The problem - Starting at the line with "half.sin(), 0.0)).length() < 1e-12);", retype each line exactly up to and including the final line of the records below.

[[ Data section open ]]

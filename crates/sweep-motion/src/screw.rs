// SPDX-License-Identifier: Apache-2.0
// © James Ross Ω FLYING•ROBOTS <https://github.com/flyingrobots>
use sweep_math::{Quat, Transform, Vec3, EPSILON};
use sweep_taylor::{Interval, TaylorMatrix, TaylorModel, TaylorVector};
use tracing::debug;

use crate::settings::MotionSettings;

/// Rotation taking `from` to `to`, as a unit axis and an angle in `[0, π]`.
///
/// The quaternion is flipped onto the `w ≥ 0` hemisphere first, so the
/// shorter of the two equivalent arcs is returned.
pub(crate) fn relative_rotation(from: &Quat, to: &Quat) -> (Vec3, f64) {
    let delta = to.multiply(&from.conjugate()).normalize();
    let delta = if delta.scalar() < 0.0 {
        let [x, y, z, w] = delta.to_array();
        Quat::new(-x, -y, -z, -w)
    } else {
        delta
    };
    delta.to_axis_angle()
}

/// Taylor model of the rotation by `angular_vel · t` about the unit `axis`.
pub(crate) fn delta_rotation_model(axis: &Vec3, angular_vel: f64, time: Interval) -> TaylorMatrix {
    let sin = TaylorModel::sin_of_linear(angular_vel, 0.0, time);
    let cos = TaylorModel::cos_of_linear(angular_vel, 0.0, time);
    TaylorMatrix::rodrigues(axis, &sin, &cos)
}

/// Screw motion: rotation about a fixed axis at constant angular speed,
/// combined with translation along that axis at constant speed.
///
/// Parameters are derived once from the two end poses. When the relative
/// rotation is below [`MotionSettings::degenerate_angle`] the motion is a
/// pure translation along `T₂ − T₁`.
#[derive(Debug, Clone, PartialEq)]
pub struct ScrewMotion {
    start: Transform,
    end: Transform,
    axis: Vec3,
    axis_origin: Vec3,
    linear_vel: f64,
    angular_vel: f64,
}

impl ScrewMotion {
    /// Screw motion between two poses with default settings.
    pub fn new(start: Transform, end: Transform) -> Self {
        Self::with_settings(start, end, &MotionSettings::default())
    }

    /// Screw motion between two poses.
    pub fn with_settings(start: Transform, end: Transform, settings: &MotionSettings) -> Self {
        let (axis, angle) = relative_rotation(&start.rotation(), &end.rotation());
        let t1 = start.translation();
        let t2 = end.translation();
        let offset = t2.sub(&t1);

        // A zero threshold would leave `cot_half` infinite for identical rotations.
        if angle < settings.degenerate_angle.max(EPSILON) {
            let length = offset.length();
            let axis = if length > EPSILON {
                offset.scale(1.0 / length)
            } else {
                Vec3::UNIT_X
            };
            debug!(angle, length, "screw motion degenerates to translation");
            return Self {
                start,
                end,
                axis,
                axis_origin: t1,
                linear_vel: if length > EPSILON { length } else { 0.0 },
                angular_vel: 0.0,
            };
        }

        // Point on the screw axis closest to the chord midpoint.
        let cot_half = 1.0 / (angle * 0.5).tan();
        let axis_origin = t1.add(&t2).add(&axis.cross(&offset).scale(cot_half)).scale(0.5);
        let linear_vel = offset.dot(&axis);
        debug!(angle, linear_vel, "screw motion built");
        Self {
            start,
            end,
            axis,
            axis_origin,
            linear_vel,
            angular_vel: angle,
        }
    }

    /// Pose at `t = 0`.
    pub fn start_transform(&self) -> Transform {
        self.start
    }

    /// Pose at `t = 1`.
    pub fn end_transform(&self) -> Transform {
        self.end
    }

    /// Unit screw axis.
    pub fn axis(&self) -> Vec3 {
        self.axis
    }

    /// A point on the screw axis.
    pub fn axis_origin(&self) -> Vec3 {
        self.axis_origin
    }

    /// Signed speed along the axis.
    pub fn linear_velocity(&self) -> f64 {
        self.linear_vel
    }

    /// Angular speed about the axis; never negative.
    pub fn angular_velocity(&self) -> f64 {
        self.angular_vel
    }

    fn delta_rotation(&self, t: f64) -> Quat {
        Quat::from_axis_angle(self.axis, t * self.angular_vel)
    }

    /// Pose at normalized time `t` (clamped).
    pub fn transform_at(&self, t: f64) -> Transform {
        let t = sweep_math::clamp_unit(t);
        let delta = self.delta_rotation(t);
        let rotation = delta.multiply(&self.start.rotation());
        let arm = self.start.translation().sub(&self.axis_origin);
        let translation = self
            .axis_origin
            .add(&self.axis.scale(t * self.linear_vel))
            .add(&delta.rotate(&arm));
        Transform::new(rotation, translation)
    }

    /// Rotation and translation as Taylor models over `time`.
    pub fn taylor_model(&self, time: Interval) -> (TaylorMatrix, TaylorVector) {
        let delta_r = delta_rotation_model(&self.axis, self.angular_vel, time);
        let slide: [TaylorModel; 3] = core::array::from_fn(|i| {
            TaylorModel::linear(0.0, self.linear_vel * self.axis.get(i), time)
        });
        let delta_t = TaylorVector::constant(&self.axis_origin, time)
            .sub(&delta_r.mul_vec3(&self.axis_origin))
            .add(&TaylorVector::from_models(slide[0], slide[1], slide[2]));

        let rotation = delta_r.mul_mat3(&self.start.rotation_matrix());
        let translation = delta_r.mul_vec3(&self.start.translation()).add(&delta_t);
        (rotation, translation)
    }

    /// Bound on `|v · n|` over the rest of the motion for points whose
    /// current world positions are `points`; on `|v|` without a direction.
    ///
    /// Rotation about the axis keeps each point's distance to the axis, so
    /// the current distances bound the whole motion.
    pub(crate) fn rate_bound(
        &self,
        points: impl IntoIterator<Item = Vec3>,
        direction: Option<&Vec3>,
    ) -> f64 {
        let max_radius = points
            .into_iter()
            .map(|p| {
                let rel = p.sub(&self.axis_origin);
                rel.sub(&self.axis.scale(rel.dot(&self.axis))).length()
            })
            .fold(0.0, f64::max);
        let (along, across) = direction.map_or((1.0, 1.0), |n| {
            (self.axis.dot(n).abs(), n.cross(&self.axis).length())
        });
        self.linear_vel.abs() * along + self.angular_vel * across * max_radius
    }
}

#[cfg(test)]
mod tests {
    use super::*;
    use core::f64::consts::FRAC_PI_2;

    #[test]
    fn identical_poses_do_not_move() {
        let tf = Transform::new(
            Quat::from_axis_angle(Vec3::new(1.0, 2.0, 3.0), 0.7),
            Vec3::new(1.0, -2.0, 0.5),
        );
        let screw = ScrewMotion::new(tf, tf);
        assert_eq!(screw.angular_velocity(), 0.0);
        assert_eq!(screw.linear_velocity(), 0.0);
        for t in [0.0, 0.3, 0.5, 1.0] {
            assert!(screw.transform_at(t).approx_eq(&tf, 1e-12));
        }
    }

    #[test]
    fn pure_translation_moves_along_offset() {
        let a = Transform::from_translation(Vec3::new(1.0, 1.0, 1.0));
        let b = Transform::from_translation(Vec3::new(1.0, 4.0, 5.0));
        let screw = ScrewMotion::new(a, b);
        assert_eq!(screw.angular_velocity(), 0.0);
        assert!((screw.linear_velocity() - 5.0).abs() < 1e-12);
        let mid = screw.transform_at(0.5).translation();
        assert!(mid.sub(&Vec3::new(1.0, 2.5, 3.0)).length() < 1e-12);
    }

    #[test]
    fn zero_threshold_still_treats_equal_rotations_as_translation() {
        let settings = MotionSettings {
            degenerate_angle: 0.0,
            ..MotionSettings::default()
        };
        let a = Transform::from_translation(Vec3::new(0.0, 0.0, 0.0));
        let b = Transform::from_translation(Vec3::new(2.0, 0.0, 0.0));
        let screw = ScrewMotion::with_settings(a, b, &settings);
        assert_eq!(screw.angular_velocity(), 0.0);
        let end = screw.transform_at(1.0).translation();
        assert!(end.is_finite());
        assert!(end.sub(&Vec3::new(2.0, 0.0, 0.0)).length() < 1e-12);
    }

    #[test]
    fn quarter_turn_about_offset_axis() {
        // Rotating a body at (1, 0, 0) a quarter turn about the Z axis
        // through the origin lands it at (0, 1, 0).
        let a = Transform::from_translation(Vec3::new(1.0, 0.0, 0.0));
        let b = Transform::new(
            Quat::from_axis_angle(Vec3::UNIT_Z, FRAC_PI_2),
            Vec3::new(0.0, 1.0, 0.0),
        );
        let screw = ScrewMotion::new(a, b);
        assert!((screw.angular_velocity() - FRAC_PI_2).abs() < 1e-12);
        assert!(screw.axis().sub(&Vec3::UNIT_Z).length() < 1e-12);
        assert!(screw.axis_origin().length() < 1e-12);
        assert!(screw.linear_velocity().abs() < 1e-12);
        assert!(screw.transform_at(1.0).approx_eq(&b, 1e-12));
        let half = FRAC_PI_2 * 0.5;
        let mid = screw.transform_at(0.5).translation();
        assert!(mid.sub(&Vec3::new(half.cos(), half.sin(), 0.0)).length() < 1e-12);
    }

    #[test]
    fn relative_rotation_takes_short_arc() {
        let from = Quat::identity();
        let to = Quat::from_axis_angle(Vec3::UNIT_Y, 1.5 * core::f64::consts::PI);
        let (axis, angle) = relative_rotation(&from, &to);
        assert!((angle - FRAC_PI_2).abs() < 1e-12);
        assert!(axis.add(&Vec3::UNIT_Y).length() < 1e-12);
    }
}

[[ Data section closed ]]

Reply -
        assert!(mid.sub(&Vec3::new(half.cos(), half.sin(), 0.0)).length() < 1e-12);
    }

    #[test]
    fn relative_rotation_takes_short_arc() {
        let from = Quat::identity();
        let to = Quat::from_axis_angle(Vec3::UNIT_Y, 1.5 * core::f64::consts::PI);
        let (axis, angle) = relative_rotation(&from, &to);
        assert!((angle - FRAC_PI_2).abs() < 1e-12);
        assert!(axis.add(&Vec3::UNIT_Y).length() < 1e-12);
    }
}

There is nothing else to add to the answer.